[Supplied material — start]
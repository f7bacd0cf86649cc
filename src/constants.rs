use crate::types::TierKind;

pub const TICK_RATE: u32 = 50;
pub const TICK_MS: u64 = 1000 / TICK_RATE as u64;

pub const ARENA_WIDTH: i32 = 1180;
pub const ARENA_HEIGHT: i32 = 760;

pub const PLAYER_WIDTH: i32 = 40;
pub const PLAYER_HEIGHT: i32 = 54;
pub const PLAYER_START_X: i32 = 500;
pub const PLAYER_START_Y: i32 = 640;
pub const PLAYER_MOVE_STEP: i32 = 15;
pub const PLAYER_MAX_HEALTH: i32 = 100;

pub const ENEMY_WIDTH: i32 = 55;
pub const ENEMY_HEIGHT: i32 = 70;
pub const ENEMY_ROW_Y: i32 = 60;
pub const ROSTER_START_X: i32 = 100;

pub const SHOT_WIDTH: i32 = 30;
pub const SHOT_HEIGHT: i32 = 30;

/// Period after which a tracking-capable enemy re-rolls whether it
/// chases the player. The roll is sticky between re-evaluations.
pub const DECISION_INTERVAL_MS: u64 = 1_000;

/// Emission delay window, re-rolled after every firing.
pub const SHOT_DELAY_MIN_MS: u64 = 2_000;
pub const SHOT_DELAY_MAX_MS: u64 = 4_000;

pub const MAX_LEVEL: u32 = 3;

/// Per-tier behavior table. Every tier-dependent constant lives here;
/// nothing in the engine branches on tier outside a table lookup.
#[derive(Clone, Copy, Debug)]
pub struct TierConfig {
    pub speed: i32,
    pub info_reward: i32,
    pub question_damage: i32,
    /// Probability that a firing produces an Info shot (else Question).
    pub info_chance: f32,
    /// Probability of entering chase mode at each decision point.
    /// 0.0 means the tier only ever bounces.
    pub track_chance: f32,
    /// Content difficulty requested for this tier's payload text.
    pub difficulty: u8,
    pub id_prefix: &'static str,
}

const SECTION_LEADER: TierConfig = TierConfig {
    speed: 3,
    info_reward: 10,
    question_damage: 5,
    info_chance: 0.7,
    track_chance: 0.0,
    difficulty: 1,
    id_prefix: "sl",
};

const TEACHING_ASSISTANT: TierConfig = TierConfig {
    speed: 5,
    info_reward: 20,
    question_damage: 10,
    info_chance: 0.5,
    track_chance: 0.4,
    difficulty: 2,
    id_prefix: "ta",
};

const PROFESSOR: TierConfig = TierConfig {
    speed: 7,
    info_reward: 30,
    question_damage: 20,
    info_chance: 0.3,
    track_chance: 0.6,
    difficulty: 3,
    id_prefix: "prof",
};

pub fn tier_config(tier: TierKind) -> &'static TierConfig {
    match tier {
        TierKind::SectionLeader => &SECTION_LEADER,
        TierKind::TeachingAssistant => &TEACHING_ASSISTANT,
        TierKind::Professor => &PROFESSOR,
    }
}

pub fn required_score(level: u32) -> i32 {
    match level {
        1 => 50,
        2 => 150,
        _ => 300,
    }
}

/// Roster composition per level. Each group places its members from
/// `ROSTER_START_X` with the level's spacing, indexed within the group.
pub fn level_roster(level: u32) -> &'static [(TierKind, usize)] {
    match level {
        1 => &[(TierKind::SectionLeader, 4)],
        2 => &[(TierKind::SectionLeader, 4), (TierKind::TeachingAssistant, 2)],
        _ => &[(TierKind::TeachingAssistant, 3), (TierKind::Professor, 2)],
    }
}

pub fn level_spacing(level: u32) -> i32 {
    match level {
        1 => 300,
        2 => 200,
        _ => 250,
    }
}

#[cfg(test)]
mod tests {
    use super::*;

    #[test]
    fn tier_table_matches_tier_ladder() {
        let sl = tier_config(TierKind::SectionLeader);
        let ta = tier_config(TierKind::TeachingAssistant);
        let prof = tier_config(TierKind::Professor);

        assert_eq!((sl.speed, ta.speed, prof.speed), (3, 5, 7));
        assert_eq!((sl.info_reward, ta.info_reward, prof.info_reward), (10, 20, 30));
        assert_eq!(
            (sl.question_damage, ta.question_damage, prof.question_damage),
            (5, 10, 20)
        );
        assert_eq!((sl.difficulty, ta.difficulty, prof.difficulty), (1, 2, 3));
        assert!(sl.info_chance > ta.info_chance && ta.info_chance > prof.info_chance);
    }

    #[test]
    fn thresholds_rise_per_level() {
        assert_eq!(required_score(1), 50);
        assert_eq!(required_score(2), 150);
        assert_eq!(required_score(3), 300);
        assert_eq!(required_score(9), 300);
    }

    #[test]
    fn rosters_grow_in_difficulty_not_only_size() {
        let level1: usize = level_roster(1).iter().map(|(_, count)| count).sum();
        let level3 = level_roster(3);
        assert_eq!(level1, 4);
        assert!(level3.iter().any(|(tier, _)| *tier == TierKind::Professor));
        assert!(!level_roster(1)
            .iter()
            .any(|(tier, _)| *tier == TierKind::Professor));
    }
}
[Supplied material — finish]
## Task goal
Give back the listing exactly.

## Task result
repository f7bacd0cf86649cc
filename src/constants.rs
use crate::types::TierKind;

pub const TICK_RATE: u32 = 50;
pub const TICK_MS: u64 = 1000 / TICK_RATE as u64;

pub const ARENA_WIDTH: i32 = 1180;
pub const ARENA_HEIGHT: i32 = 760;

pub const PLAYER_WIDTH: i32 = 40;
pub const PLAYER_HEIGHT: i32 = 54;
pub const PLAYER_START_X: i32 = 500;
pub const PLAYER_START_Y: i32 = 640;
pub const PLAYER_MOVE_STEP: i32 = 15;
pub const PLAYER_MAX_HEALTH: i32 = 100;

pub const ENEMY_WIDTH: i32 = 55;
pub const ENEMY_HEIGHT: i32 = 70;
pub const ENEMY_ROW_Y: i32 = 60;
pub const ROSTER_START_X: i32 = 100;

pub const SHOT_WIDTH: i32 = 30;
pub const SHOT_HEIGHT: i32 = 30;

/// Period after which a tracking-capable enemy re-rolls whether it
/// chases the player. The roll is sticky between re-evaluations.
pub const DECISION_INTERVAL_MS: u64 = 1_000;

/// Emission delay window, re-rolled after every firing.
pub const SHOT_DELAY_MIN_MS: u64 = 2_000;
pub const SHOT_DELAY_MAX_MS: u64 = 4_000;

pub const MAX_LEVEL: u32 = 3;

/// Per-tier behavior table. Every tier-dependent constant lives here;
/// nothing in the engine branches on tier outside a table lookup.
#[derive(Clone, Copy, Debug)]
pub struct TierConfig {
    pub speed: i32,
    pub info_reward: i32,
    pub question_damage: i32,
    /// Probability that a firing produces an Info shot (else Question).
    pub info_chance: f32,
    /// Probability of entering chase mode at each decision point.
    /// 0.0 means the tier only ever bounces.
    pub track_chance: f32,
    /// Content difficulty requested for this tier's payload text.
    pub difficulty: u8,
    pub id_prefix: &'static str,
}

const SECTION_LEADER: TierConfig = TierConfig {
    speed: 3,
    info_reward: 10,
    question_damage: 5,
    info_chance: 0.7,
    track_chance: 0.0,
    difficulty: 1,
    id_prefix: "sl",
};

const TEACHING_ASSISTANT: TierConfig = TierConfig {
    speed: 5,
    info_reward: 20,
    question_damage: 10,
    info_chance: 0.5,
    track_chance: 0.4,
    difficulty: 2,
    id_prefix: "ta",
};

const PROFESSOR: TierConfig = TierConfig {
    speed: 7,
    info_reward: 30,
    question_damage: 20,
    info_chance: 0.3,
    track_chance: 0.6,
    difficulty: 3,
    id_prefix: "prof",
};

pub fn tier_config(tier: TierKind) -> &'static TierConfig {
    match tier {
        TierKind::SectionLeader => &SECTION_LEADER,
        TierKind::TeachingAssistant => &TEACHING_ASSISTANT,
        TierKind::Professor => &PROFESSOR,
    }
}

pub fn required_score(level: u32) -> i32 {
    match level {
        1 => 50,
        2 => 150,
        _ => 300,
    }
}

/// Roster composition per level. Each group places its members from
/// `ROSTER_START_X` with the level's spacing, indexed within the group.
pub fn level_roster(level: u32) -> &'static [(TierKind, usize)] {
    match level {
        1 => &[(TierKind::SectionLeader, 4)],
        2 => &[(TierKind::SectionLeader, 4), (TierKind::TeachingAssistant, 2)],
        _ => &[(TierKind::TeachingAssistant, 3), (TierKind::Professor, 2)],
    }
}

pub fn level_spacing(level: u32) -> i32 {
    match level {
        1 => 300,
        2 => 200,
        _ => 250,
    }
}

#[cfg(test)]
mod tests {
    use super::*;

    #[test]
    fn tier_table_matches_tier_ladder() {
        let sl = tier_config(TierKind::SectionLeader);
        let ta = tier_config(TierKind::TeachingAssistant);
        let prof = tier_config(TierKind::Professor);

        assert_eq!((sl.speed, ta.speed, prof.speed), (3, 5, 7));
        assert_eq!((sl.info_reward, ta.info_reward, prof.info_reward), (10, 20, 30));
        assert_eq!(
            (sl.question_damage, ta.question_damage, prof.question_damage),
            (5, 10, 20)
        );
        assert_eq!((sl.difficulty, ta.difficulty, prof.difficulty), (1, 2, 3));
        assert!(sl.info_chance > ta.info_chance && ta.info_chance > prof.info_chance);
    }

    #[test]
    fn thresholds_rise_per_level() {
        assert_eq!(required_score(1), 50);
        assert_eq!(required_score(2), 150);
        assert_eq!(required_score(3), 300);
        assert_eq!(required_score(9), 300);
    }

    #[test]
    fn rosters_grow_in_difficulty_not_only_size() {
        let level1: usize = level_roster(1).iter().map(|(_, count)| count).sum();
        let level3 = level_roster(3);
        assert_eq!(level1, 4);
        assert!(level3.iter().any(|(tier, _)| *tier == TierKind::Professor));
        assert!(!level_roster(1)
            .iter()
            .any(|(tier, _)| *tier == TierKind::Professor));
    }
}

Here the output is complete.